CEO Says Blockchain Can Play A Role Locating Missing FTX Funds

Peter Smith, the founder, and CEO of, thinks that despite its limits, on-chain analytics will be very helpful in identifying the billions of dollars missing from FTX client funds

According to Fox Business anchor Liz Claman, the selling point of blockchain is that it makes cryptocurrency transactions public and traceable.
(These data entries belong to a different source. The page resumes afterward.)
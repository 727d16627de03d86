//! 短期记忆：对话历史
//!
//! 以 user/assistant 对为单位原子追加，保留最近 N 轮，超出时成对丢弃最旧的消息；
//! 供 prompt 注入（get_recent_context）与 UI 渲染使用。

use std::collections::BTreeSet;

use chrono::{DateTime, Local};
use serde::{Deserialize, Serialize};
use serde_json::{Map, Value};

/// 注入 prompt 时 assistant 回复的预览长度（字符）
const ASSISTANT_PREVIEW_CHARS: usize = 150;

/// 消息角色（与 LLM API 一致）
#[derive(Clone, Copy, Debug, PartialEq, Eq, Serialize, Deserialize)]
#[serde(rename_all = "lowercase")]
pub enum Role {
    User,
    Assistant,
    System,
}

impl Role {
    pub fn as_str(&self) -> &'static str {
        match self {
            Role::User => "user",
            Role::Assistant => "assistant",
            Role::System => "system",
        }
    }
}

/// 单条消息
#[derive(Clone, Debug, Serialize, Deserialize)]
pub struct Message {
    pub role: Role,
    pub content: String,
    pub timestamp: DateTime<Local>,
    #[serde(default)]
    pub tools_used: Vec<String>,
    #[serde(default)]
    pub metadata: Map<String, Value>,
}

impl Message {
    fn with_role(role: Role, content: impl Into<String>) -> Self {
        Self {
            role,
            content: content.into(),
            timestamp: Local::now(),
            tools_used: Vec::new(),
            metadata: Map::new(),
        }
    }

    pub fn user(content: impl Into<String>) -> Self {
        Self::with_role(Role::User, content)
    }

    pub fn assistant(content: impl Into<String>) -> Self {
        Self::with_role(Role::Assistant, content)
    }

    pub fn system(content: impl Into<String>) -> Self {
        Self::with_role(Role::System, content)
    }

    pub fn with_tools(mut self, tools: Vec<String>) -> Self {
        self.tools_used = tools;
        self
    }
}

/// export_history 的单条导出记录
#[derive(Clone, Debug, Serialize)]
pub struct ExportedMessage {
    pub role: String,
    pub content: String,
    pub timestamp: String,
    pub tools_used: Vec<String>,
    pub metadata: Map<String, Value>,
}

/// 短期记忆：最近 max_turns 轮对话（实际保留至多 max_turns*2 条消息，长度恒为偶数）
#[derive(Clone, Debug)]
pub struct ConversationMemory {
    messages: Vec<Message>,
    max_turns: usize,
}

impl ConversationMemory {
    pub fn new(max_turns: usize) -> Self {
        tracing::info!(max_turns, "conversation memory initialized");
        Self {
            messages: Vec::new(),
            max_turns,
        }
    }

    pub fn max_turns(&self) -> usize {
        self.max_turns
    }

    /// 原子追加一轮问答，随后剪枝
    pub fn add_exchange(
        &mut self,
        user_query: impl Into<String>,
        assistant_response: impl Into<String>,
        tools_used: Vec<String>,
    ) {
        self.messages.push(Message::user(user_query));
        self.messages
            .push(Message::assistant(assistant_response).with_tools(tools_used));
        self.prune();
        tracing::debug!(total = self.messages.len(), "exchange added");
    }

    /// 超出 max_turns*2 时从头部丢弃，保留最近部分（上限为偶数，故总是整对丢弃）
    fn prune(&mut self) {
        let keep = self.max_turns * 2;
        if self.messages.len() > keep {
            self.messages.drain(..self.messages.len() - keep);
        }
    }

    /// 最近 n 轮对话渲染为文本块，assistant 内容截断为预览
    pub fn get_recent_context(&self, n: usize) -> String {
        if self.messages.is_empty() {
            return "No recent conversation.".to_string();
        }

        let start = self.messages.len().saturating_sub(n * 2);
        let recent = &self.messages[start..];

        let mut parts = vec!["RECENT CONVERSATION CONTEXT:\n".to_string()];
        for pair in recent.chunks_exact(2) {
            let preview: String = pair[1].content.chars().take(ASSISTANT_PREVIEW_CHARS).collect();
            parts.push(format!("User: {}\nAssistant: {}...\n", pair[0].content, preview));
        }
        parts.join("\n")
    }

    pub fn messages(&self) -> &[Message] {
        &self.messages
    }

    pub fn clear(&mut self) {
        self.messages.clear();
        tracing::info!("conversation history cleared");
    }

    pub fn len(&self) -> usize {
        self.messages.len()
    }

    pub fn is_empty(&self) -> bool {
        self.messages.is_empty()
    }

    pub fn turns(&self) -> usize {
        self.messages.len() / 2
    }

    /// "Turns: N, Tools used: a, b"；工具名按字母序
    pub fn summary(&self) -> String {
        if self.messages.is_empty() {
            return "No conversation history".to_string();
        }
        let tools: BTreeSet<&str> = self
            .messages
            .iter()
            .filter(|m| m.role == Role::Assistant)
            .flat_map(|m| m.tools_used.iter().map(String::as_str))
            .collect();
        let tools = if tools.is_empty() {
            "None".to_string()
        } else {
            tools.into_iter().collect::<Vec<_>>().join(", ")
        };
        format!("Turns: {}, Tools used: {}", self.turns(), tools)
    }

    pub fn export_history(&self) -> Vec<ExportedMessage> {
        self.messages
            .iter()
            .map(|m| ExportedMessage {
                role: m.role.as_str().to_string(),
                content: m.content.clone(),
                timestamp: m.timestamp.to_rfc3339(),
                tools_used: m.tools_used.clone(),
                metadata: m.metadata.clone(),
            })
            .collect()
    }
}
She questioned Smith on what might be traced in the event of FTX’s lost client payments.

Blockchain detectives have already extensively pursued the money trail, according to Smith, who also suggested that the banking system may be where the trail goes cold.

“The most challenging thing for [blockchain analytics] firms working on this today is when money moves off chain and into the banking system because they’re no longer able to track it.”

He gave the example of Sam Bankman-Fried or his partners buying real estate, which would have originated via a bank. Once they leave the crypto environment, such assets won’t be easy to link back to FTX or a blockchain, he claimed.

Additionally, the interviewer inquired about the usage of shadow banking. This system of credit intermediaries—lenders, brokers, and others—operating beyond the bounds of conventional, regulated banking can be utilized to conceal transactions.

On-chain analytics will be extremely beneficial to liquidators in their efforts to sort through the FTX mess for funds that are still in the crypto ecosystem, according to Smith, “because they are records that can’t be modified or altered.”

Where FTX lost its clients’ money, whether via trading bets, liquidity farming, or withdrawing it for investments in real estate or start-ups, can be tracked using the blockchain. He continued that the number of cryptocurrency users’ deposits into FTX may also be seen using on-chain analytics.

“A lot of the money was lost in trading positions … real estate, venture capital investments … all of that occurs outside the on-chain ecosystem in crypto.”

In a related development, Mary Cilia, FTX’s new chief financial officer, stated during a procedural hearing on December 20 that the company had discovered assets worth more than $1 billion.

According to reports, FTX discovered $720 million in cash assets in American financial institutions that have been given permission by the Department of Justice to store money. 

According to Cilia, around $130 million was kept in Japan, and $6 million was saved for operating costs. She said, without going into further detail, that the majority of the $423 million remained was kept at unlicensed U.S. institutions, mostly at a single broker.

Searching through the FTX rubble, prosecutors and liquidators are attempting to recover up to $8 billion in lost client funds.